◆ Task statement
Each line of the records that includes "Lost" should be found and copied.

== Segment start ==

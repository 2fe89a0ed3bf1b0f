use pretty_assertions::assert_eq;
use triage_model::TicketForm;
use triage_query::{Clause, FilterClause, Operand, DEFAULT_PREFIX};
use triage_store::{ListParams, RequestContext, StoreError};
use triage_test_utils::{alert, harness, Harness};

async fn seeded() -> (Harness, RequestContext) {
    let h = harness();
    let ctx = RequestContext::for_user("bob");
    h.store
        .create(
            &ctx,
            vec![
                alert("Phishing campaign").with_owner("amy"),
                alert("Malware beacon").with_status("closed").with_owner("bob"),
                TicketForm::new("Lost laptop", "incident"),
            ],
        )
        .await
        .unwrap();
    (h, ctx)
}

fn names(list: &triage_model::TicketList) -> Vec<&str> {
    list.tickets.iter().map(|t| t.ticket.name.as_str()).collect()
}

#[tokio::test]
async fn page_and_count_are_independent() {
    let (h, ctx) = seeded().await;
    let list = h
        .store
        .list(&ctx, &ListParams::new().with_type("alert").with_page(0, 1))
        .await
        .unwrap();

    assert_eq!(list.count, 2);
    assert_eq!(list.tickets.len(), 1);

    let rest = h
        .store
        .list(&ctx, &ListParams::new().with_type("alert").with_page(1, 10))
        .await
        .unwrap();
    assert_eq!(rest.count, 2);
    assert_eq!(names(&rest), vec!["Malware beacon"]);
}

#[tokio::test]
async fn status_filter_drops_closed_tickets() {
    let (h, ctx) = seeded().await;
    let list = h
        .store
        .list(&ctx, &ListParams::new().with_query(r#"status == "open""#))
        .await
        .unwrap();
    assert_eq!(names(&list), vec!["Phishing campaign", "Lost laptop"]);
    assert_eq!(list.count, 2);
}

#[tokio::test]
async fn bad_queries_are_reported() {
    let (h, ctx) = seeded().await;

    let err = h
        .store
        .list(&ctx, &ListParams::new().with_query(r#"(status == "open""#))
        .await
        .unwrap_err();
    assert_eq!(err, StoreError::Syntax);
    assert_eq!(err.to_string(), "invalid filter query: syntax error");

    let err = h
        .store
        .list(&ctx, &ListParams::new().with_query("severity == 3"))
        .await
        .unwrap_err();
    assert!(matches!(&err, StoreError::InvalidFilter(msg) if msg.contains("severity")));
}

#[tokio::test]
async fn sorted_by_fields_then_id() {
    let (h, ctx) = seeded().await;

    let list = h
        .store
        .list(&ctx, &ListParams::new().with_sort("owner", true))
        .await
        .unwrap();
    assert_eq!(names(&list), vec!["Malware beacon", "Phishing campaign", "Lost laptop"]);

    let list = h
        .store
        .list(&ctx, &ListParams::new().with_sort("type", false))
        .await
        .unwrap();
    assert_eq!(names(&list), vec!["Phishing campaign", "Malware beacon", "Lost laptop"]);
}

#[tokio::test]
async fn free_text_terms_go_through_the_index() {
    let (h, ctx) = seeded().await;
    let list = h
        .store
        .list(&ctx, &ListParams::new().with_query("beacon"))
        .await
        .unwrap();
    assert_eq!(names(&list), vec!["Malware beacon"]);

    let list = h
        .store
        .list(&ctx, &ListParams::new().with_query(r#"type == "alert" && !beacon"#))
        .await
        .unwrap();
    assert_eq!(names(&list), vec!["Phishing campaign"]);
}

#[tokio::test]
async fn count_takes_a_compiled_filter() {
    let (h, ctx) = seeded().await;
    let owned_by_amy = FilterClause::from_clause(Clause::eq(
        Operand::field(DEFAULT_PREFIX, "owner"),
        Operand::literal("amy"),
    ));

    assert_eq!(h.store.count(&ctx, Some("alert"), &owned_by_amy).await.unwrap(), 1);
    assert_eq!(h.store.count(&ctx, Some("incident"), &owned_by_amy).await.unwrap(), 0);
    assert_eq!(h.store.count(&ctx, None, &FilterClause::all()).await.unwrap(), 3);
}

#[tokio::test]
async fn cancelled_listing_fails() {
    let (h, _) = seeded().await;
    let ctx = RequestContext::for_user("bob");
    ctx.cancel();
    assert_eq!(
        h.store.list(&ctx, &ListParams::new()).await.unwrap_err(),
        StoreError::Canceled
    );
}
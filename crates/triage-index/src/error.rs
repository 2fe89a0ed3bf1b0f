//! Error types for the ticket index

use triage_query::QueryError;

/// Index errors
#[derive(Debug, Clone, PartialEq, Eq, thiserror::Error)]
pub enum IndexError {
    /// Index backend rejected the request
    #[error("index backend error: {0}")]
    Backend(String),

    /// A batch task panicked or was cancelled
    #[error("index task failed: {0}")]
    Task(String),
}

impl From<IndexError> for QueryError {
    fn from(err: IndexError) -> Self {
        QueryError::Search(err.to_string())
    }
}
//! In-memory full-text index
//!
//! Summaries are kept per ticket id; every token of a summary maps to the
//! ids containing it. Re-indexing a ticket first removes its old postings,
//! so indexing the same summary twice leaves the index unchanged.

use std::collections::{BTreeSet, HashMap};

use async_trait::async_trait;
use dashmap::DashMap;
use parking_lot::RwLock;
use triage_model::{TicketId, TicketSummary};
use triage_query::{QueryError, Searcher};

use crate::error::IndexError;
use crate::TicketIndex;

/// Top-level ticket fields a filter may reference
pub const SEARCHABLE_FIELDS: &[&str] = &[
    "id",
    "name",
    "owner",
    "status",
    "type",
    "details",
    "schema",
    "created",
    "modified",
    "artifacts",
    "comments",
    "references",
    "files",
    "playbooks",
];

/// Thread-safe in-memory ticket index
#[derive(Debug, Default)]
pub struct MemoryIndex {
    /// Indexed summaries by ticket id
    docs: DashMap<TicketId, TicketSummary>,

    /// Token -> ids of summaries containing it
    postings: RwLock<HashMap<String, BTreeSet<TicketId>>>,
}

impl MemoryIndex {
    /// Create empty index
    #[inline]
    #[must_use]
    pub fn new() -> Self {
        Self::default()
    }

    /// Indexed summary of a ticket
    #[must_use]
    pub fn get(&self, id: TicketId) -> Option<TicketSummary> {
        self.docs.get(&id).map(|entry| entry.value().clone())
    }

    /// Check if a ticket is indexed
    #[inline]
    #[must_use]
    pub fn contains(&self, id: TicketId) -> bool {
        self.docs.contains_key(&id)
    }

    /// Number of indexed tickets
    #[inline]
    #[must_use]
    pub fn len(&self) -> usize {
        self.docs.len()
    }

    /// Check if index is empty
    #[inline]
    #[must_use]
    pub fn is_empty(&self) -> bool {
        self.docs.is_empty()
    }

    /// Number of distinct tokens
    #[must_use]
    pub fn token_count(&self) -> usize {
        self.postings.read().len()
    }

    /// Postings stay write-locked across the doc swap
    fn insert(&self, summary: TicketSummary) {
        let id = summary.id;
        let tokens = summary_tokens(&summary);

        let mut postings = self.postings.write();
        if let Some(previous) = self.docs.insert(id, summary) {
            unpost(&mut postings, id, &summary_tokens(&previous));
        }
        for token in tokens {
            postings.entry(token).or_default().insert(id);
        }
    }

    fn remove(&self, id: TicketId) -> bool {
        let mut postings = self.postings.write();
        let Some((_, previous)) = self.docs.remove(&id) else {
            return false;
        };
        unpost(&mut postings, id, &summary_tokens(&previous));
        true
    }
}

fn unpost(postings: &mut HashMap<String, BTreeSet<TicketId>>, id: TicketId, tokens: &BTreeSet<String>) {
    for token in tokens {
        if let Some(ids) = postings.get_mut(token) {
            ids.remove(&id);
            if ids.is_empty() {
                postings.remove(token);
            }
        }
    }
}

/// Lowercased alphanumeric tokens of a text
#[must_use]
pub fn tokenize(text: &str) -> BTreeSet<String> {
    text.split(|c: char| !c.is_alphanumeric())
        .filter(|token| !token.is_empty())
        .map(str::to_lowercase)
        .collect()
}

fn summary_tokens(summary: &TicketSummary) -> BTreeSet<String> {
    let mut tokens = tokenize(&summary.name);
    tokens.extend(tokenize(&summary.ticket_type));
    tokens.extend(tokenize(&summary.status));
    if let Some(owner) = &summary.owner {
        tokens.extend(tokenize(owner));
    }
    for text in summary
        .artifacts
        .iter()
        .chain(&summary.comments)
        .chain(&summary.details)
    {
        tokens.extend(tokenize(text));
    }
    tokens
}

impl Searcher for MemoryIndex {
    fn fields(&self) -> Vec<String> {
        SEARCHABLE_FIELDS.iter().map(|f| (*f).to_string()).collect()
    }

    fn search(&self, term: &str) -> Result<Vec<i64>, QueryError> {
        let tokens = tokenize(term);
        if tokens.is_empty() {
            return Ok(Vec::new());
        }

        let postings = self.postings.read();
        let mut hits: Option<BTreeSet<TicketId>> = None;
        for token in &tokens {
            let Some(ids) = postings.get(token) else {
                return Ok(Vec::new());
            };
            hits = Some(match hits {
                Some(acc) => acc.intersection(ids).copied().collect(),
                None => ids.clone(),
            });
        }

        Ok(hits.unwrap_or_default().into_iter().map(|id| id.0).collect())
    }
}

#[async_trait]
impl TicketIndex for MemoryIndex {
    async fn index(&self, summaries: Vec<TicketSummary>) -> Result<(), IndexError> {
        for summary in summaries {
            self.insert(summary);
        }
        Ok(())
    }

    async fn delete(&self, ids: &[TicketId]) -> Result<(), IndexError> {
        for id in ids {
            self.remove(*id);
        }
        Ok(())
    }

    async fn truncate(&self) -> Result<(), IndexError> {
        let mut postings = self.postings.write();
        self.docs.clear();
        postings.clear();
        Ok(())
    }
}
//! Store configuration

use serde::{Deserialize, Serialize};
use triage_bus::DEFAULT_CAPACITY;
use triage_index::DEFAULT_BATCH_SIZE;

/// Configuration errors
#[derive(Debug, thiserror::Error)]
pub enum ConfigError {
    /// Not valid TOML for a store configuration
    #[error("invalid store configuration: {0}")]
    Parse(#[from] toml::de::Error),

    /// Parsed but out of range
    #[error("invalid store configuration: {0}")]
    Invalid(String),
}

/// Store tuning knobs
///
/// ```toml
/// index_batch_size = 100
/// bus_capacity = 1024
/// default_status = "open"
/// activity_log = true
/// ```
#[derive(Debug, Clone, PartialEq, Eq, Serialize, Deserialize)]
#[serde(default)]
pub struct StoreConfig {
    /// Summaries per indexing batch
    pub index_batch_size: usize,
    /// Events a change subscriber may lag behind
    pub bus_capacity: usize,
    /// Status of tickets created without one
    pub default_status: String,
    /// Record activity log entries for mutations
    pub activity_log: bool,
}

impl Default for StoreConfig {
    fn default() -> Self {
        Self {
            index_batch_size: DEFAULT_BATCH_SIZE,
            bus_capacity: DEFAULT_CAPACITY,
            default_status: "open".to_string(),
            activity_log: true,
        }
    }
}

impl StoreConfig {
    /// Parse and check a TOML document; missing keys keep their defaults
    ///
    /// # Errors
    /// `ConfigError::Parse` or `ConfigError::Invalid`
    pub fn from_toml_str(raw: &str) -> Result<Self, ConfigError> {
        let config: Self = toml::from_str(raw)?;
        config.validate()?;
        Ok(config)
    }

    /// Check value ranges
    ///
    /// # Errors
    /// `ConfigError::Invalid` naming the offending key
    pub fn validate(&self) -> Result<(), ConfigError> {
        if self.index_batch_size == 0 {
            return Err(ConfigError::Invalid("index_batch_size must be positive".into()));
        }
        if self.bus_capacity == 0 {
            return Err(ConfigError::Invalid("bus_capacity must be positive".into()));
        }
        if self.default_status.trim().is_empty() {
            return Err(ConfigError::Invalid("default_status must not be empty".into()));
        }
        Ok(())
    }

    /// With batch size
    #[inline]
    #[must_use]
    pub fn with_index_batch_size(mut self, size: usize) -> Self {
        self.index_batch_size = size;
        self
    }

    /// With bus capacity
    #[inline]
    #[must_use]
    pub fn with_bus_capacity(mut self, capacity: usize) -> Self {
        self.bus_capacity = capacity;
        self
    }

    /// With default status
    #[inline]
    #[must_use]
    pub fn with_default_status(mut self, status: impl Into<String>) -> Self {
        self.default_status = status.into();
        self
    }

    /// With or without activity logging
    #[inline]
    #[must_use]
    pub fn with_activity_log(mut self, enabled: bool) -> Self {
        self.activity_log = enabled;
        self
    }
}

== Segment end ==

◆ Written response
                TicketForm::new("Lost laptop", "incident"),
    assert_eq!(names(&list), vec!["Phishing campaign", "Lost laptop"]);
    assert_eq!(names(&list), vec!["Malware beacon", "Phishing campaign", "Lost laptop"]);
    assert_eq!(names(&list), vec!["Phishing campaign", "Malware beacon", "Lost laptop"]);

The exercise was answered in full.